Some companies voluntarily use E-Verify because it is quick: within seconds of entering I-9 information, the employer receives notice that the information matches or fails to match USCIS and SSA records. If the employer receives a “tentative non-confirmation notice,” it must follow specific procedures which are laid out in the E-Verify handbook. Although following these procedures may be viewed as creating an administrative burden, the perceived burden may be outweighed by E-Verify’s benefits: running new hires through E-Verify is relatively simple, requires little training and overhead, and can help a company make a quick determination that an individual is legally authorized to work before investing significant time and money in the training process.
E-Verify also has the benefit of virtually eliminating an employer’s receipt of SSA “no-match” letters (which notify the employer that an employee’s name does not match their social security number). Because there is no established legal procedure for responding to these letters, an employer who receives one may have to choose between incurring immigration penalties for knowingly retaining illegal workers on the one hand, and facing a potential lawsuit for race/national origin discrimination (e.g., “I was terminated because I am Hispanic”) on the other. By reducing or eliminating no-match letters, E-Verify may allow companies currently receiving such correspondence to avoid having to choose between two unfavorable options.
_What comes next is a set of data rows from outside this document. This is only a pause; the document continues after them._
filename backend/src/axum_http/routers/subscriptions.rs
use crate::{
    auth::AuthUser,
    axum_http::error_responses::respond_error,
    usecases::{subscription_resolver::SubscriptionResolver, subscriptions::SubscriptionUseCase},
};
use axum::{
    Json, Router,
    body::Bytes,
    extract::State,
    http::{HeaderMap, StatusCode, header::CONTENT_TYPE},
    response::IntoResponse,
    routing::{get, post},
};
use crates::{
    domain::{
        repositories::{
            manual_payments::ManualPaymentRepository, storage::ImageStorageClient,
            subscription_profiles::SubscriptionProfileRepository,
        },
        value_objects::manual_payments::SubmitManualPaymentRequest,
    },
    infra::db::{
        postgres::postgres_connection::PgPoolSquad,
        repositories::{
            manual_payments::ManualPaymentPostgres,
            subscription_profiles::SubscriptionProfilePostgres,
        },
    },
};
use std::sync::Arc;
use tracing::info;

pub fn routes(
    db_pool: Arc<PgPoolSquad>,
    storage: Arc<dyn ImageStorageClient + Send + Sync>,
) -> Router {
    let profile_repository = Arc::new(SubscriptionProfilePostgres::new(Arc::clone(&db_pool)));
    let payment_repository = Arc::new(ManualPaymentPostgres::new(Arc::clone(&db_pool)));
    let resolver = Arc::new(SubscriptionResolver::new(Arc::clone(&profile_repository)));

    let usecase =
        SubscriptionUseCase::new(resolver, profile_repository, payment_repository, storage);

    Router::new()
        .route("/me", get(current_subscription))
        .route("/proof", post(upload_payment_proof))
        .route("/manual-payments", post(submit_manual_payment))
        .with_state(Arc::new(usecase))
}

pub async fn current_subscription<S, M>(
    State(usecase): State<Arc<SubscriptionUseCase<S, M>>>,
    AuthUser { user_id, .. }: AuthUser,
) -> impl IntoResponse
where
    S: SubscriptionProfileRepository + Send + Sync + 'static,
    M: ManualPaymentRepository + Send + Sync + 'static,
{
    info!(%user_id, "subscriptions: current subscription request received");
    match usecase.current_subscription(user_id).await {
        Ok(subscription) => Json(subscription).into_response(),
        Err(err) => respond_error(err.status_code(), err.to_string()),
    }
}

pub async fn upload_payment_proof<S, M>(
    State(usecase): State<Arc<SubscriptionUseCase<S, M>>>,
    AuthUser { user_id, .. }: AuthUser,
    headers: HeaderMap,
    body: Bytes,
) -> impl IntoResponse
where
    S: SubscriptionProfileRepository + Send + Sync + 'static,
    M: ManualPaymentRepository + Send + Sync + 'static,
{
    info!(%user_id, "subscriptions: payment proof upload request received");
    let content_type = headers
        .get(CONTENT_TYPE)
        .and_then(|value| value.to_str().ok())
        .unwrap_or("application/octet-stream")
        .to_string();

    match usecase
        .upload_payment_proof(user_id, body.to_vec(), &content_type)
        .await
    {
        Ok(response) => Json(response).into_response(),
        Err(err) => respond_error(err.status_code(), err.to_string()),
    }
}

pub async fn submit_manual_payment<S, M>(
    State(usecase): State<Arc<SubscriptionUseCase<S, M>>>,
    AuthUser { user_id, .. }: AuthUser,
    Json(request): Json<SubmitManualPaymentRequest>,
) -> impl IntoResponse
where
    S: SubscriptionProfileRepository + Send + Sync + 'static,
    M: ManualPaymentRepository + Send + Sync + 'static,
{
    info!(%user_id, "subscriptions: manual payment submission received");
    match usecase.submit_manual_payment(user_id, request).await {
        Ok(response) => (StatusCode::CREATED, Json(response)).into_response(),
        Err(err) => respond_error(err.status_code(), err.to_string()),
    }
}
use chrono::{DateTime, Utc};
use diesel::prelude::*;
use uuid::Uuid;

use crate::domain::value_objects::enums::{
    plans::Plan, subscription_statuses::SubscriptionStatus, user_roles::UserRole,
};
use crate::infra::db::postgres::schema::subscription_profiles;

#[derive(Debug, Clone, PartialEq, Identifiable, Selectable, Queryable)]
#[diesel(table_name = subscription_profiles)]
#[diesel(primary_key(user_id))]
pub struct SubscriptionProfileEntity {
    pub user_id: Uuid,
    pub active_plan: String,
    pub status: String,
    pub expires_at: Option<DateTime<Utc>>,
    pub role: String,
    pub created_at: DateTime<Utc>,
    pub updated_at: DateTime<Utc>,
}

#[derive(Debug, Clone, PartialEq, Insertable)]
#[diesel(table_name = subscription_profiles)]
pub struct InsertSubscriptionProfileEntity {
    pub user_id: Uuid,
    pub active_plan: String,
    pub status: String,
    pub expires_at: Option<DateTime<Utc>>,
    pub role: String,
}

impl InsertSubscriptionProfileEntity {
    /// Row matching the defaults assumed for users with no stored profile.
    pub fn default_for(user_id: Uuid) -> Self {
        Self {
            user_id,
            active_plan: Plan::Free.to_string(),
            status: SubscriptionStatus::Free.to_string(),
            expires_at: None,
            role: UserRole::User.to_string(),
        }
    }
}

/// Merge changeset for one profile row. `None` plan/status/role fields are
/// skipped by the update; `expires_at` writes NULL when absent.
#[derive(Debug, Clone, PartialEq, AsChangeset)]
#[diesel(table_name = subscription_profiles)]
pub struct UpdateSubscriptionProfileEntity {
    pub active_plan: Option<String>,
    pub status: Option<String>,
    #[diesel(treat_none_as_null = true)]
    pub expires_at: Option<DateTime<Utc>>,
    pub role: Option<String>,
    pub updated_at: DateTime<Utc>,
}
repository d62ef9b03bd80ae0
use chrono::{DateTime, Utc};
use diesel::prelude::*;
use uuid::Uuid;

use crate::infra::db::postgres::schema::manual_payments;

#[derive(Debug, Clone, PartialEq, Identifiable, Selectable, Queryable)]
#[diesel(table_name = manual_payments)]
pub struct ManualPaymentEntity {
    pub id: Uuid,
    pub user_id: Uuid,
    pub plan: String,
    pub amount_minor: i32,
    pub proof_url: String,
    pub status: String,
    /// Resolution an admin committed to before the subscription change was
    /// applied. Non-null on a `pending` row means the resolution was
    /// interrupted and must be replayed.
    pub intended_outcome: Option<String>,
    pub created_at: DateTime<Utc>,
    pub processed_at: Option<DateTime<Utc>>,
}

#[derive(Debug, Clone, PartialEq, Insertable)]
#[diesel(table_name = manual_payments)]
pub struct InsertManualPaymentEntity {
    pub user_id: Uuid,
    pub plan: String,
    pub amount_minor: i32,
    pub proof_url: String,
    pub status: String,
}
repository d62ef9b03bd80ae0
pub mod postgres_connection;
pub mod schema;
E-Verify does not provide an official safe harbor from prosecution for knowingly employing unauthorized workers, but does create a legal presumption that your company has complied with immigration laws. As a practical matter, this presumption likely will reduce corporate liability from an audit or investigation by Immigration and Customs Enforcement. In many cases, use of E-Verify translates to a warning letter instead of a civil fine (or, in more serious cases, a civil fine instead of criminal charges).
E-Verify has its drawbacks, however. The most obvious downside is that, by participating in E-Verify, an employer makes its I-9s available (in electronic form) to the federal government. This makes it much easier for the government to search for small technical violations and errors (e.g., an I-9 completed on the fourth day of employment instead of the third). Enough minor errors could theoretically trigger an audit that would not have occurred if the employer had kept its records in paper format.
If federal and state political trends continue, E-Verify may soon will become mandatory for all employers. Companies that sign up for the program on a voluntary basis can reduce their receipt of no-match letters and also be confident that, if E-Verify becomes non-optional, their workforce is compliant.
For more information, contact Ms. Morrison at kmorrison@fmglaw.com.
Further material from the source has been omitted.